Inutile dire che sono rimasta affascinata da questo mondo e dai suoi personaggi. Margaret Mitchell è veramente brava a bilanciare narrazione storica e vicende dei personaggi del libro, ogni individuo viene tratteggiato con maestria, mettendone in luce anche gli aspetti più reconditi e meschini. E Rossella, la protagonista indiscussa, è il personaggio più complesso di tutti; da bambina viziata conoscerà le pene della guerra e dovrà adattarsi ad ogni sciagura cercando di trarre sempre profitto da ciò che le capitava. In questo lei è maestra, raramente si vedono personaggi così freddamente calcolatori che però riescono a farsi amare dal lettore, Rossella è una di questi. E poi c'è Rhett, l'uomo più affascinante che una donna possa conoscere. Col suo fare disinvolto e anticonformista, si pone come l'unico capace di tener testa ad una donna come Rossella. Il loro amore sarà tormentato come il periodo storico che stanno attraversando, ma l'ironia di questo uomo su tutto ciò che lo circonda sembra essere il simbolo di una nuova mentalità americana che però, a mio parere, non è riuscita a far breccia nelle menti dei suoi connazionali.
Mi scuso già in partenza, ma non posso non dichiarare che le figure di Ashley e di sua moglie Melania non sono entrate nelle mie grazie, essi rappresentano l'America perbenista, di quelli che voglio essere buoni a tutti i costi, ma che nel loro profondo covano pulsioni di altro tipo (parlo soprattutto per Ashley).
Una cosa che ho fatto fatica ad accettare nel libro è che i nomi di alcuni protagonisti sono stati cambiati. So che questa operazione è dovuta all'enorme successo del film che ha fatto conoscere al grande pubblico i personaggi con i nomi a loro "appioppati" negli anni quaranta, ma sinceramente mi è dispiaciuto. Me ne farò una ragione, perché ormai Rossella è Rossella e chiamarla Scarlett fa strano.

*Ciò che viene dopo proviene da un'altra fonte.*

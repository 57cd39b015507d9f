use std::fs::{self, File};
use std::io::{self, BufRead, BufReader};
use std::path::{Path, PathBuf};

use crate::error::{PayrollError, Result};

/// Extension of the fixed-width payroll exports.
pub const PAYROLL_EXTENSION: &str = "txt";

/// Lists the regular `.txt` files directly inside `dir`, sorted by name.
pub fn discover_payroll_files(dir: &Path) -> Result<Vec<PathBuf>> {
    let entries = fs::read_dir(dir).map_err(|source| PayrollError::InputDirectory {
        path: dir.to_path_buf(),
        source,
    })?;

    let mut files = Vec::new();
    for entry in entries {
        let path = entry?.path();
        let is_payroll = path
            .extension()
            .is_some_and(|extension| extension == PAYROLL_EXTENSION);
        if is_payroll && path.is_file() {
            files.push(path);
        }
    }

    files.sort();
    Ok(files)
}

/// Base name stored in the `Original_file` column.
pub fn source_name(path: &Path) -> String {
    path.file_name()
        .map(|name| name.to_string_lossy().into_owned())
        .unwrap_or_else(|| path.display().to_string())
}

/// One physical line of a payroll file.
#[derive(Debug, Clone, PartialEq, Eq)]
pub enum RawLine {
    Text(String),
    /// Bytes that are not valid UTF-8, rendered lossily for diagnostics.
    Undecodable(String),
}

/// Numbered lines of a payroll file. Lines are split on `\n`; the line
/// terminator is not included.
pub struct PayrollLines<R> {
    reader: R,
    buffer: Vec<u8>,
    line_number: usize,
}

impl<R: BufRead> PayrollLines<R> {
    pub fn new(reader: R) -> Self {
        Self {
            reader,
            buffer: Vec::new(),
            line_number: 0,
        }
    }
}

impl<R: BufRead> Iterator for PayrollLines<R> {
    type Item = io::Result<(usize, RawLine)>;

    fn next(&mut self) -> Option<Self::Item> {
        self.buffer.clear();
        match self.reader.read_until(b'\n', &mut self.buffer) {
            Ok(0) => None,
            Ok(_) => {
                self.line_number += 1;
                if self.buffer.last() == Some(&b'\n') {
                    self.buffer.pop();
                }
                let line = match String::from_utf8(std::mem::take(&mut self.buffer)) {
                    Ok(text) => RawLine::Text(text),
                    Err(error) => {
                        RawLine::Undecodable(String::from_utf8_lossy(error.as_bytes()).into_owned())
                    }
                };
                Some(Ok((self.line_number, line)))
            }
            Err(error) => Some(Err(error)),
        }
    }
}

/// Opens `path` for line-by-line reading.
pub fn open_payroll_file(path: &Path) -> io::Result<PayrollLines<BufReader<File>>> {
    Ok(PayrollLines::new(BufReader::new(File::open(path)?)))
}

Detto questo so di non aver presentato i libro in maniera esaustiva e come avrei voluto, ma alla fine il mio intento era quello di rispolverarvi questo grande classico, dove gioia e dolore si intrecciano in una morale, davvero americana, del self-made man, dell'uomo che si fa da solo che risorge dalle sue ceneri e dove la frase con cui si conclude il libro, ormai passata alla storia, va letta come lo slogan di una nazione che vuole essere capace di reinventarsi (non a caso il libro è uscito nel 1936 e lo spettro della Grande Depressione aleggiava ancora nell'aria).
Un libro che ho avuto il piacere di scoprire per assaggiare un po' di Sud.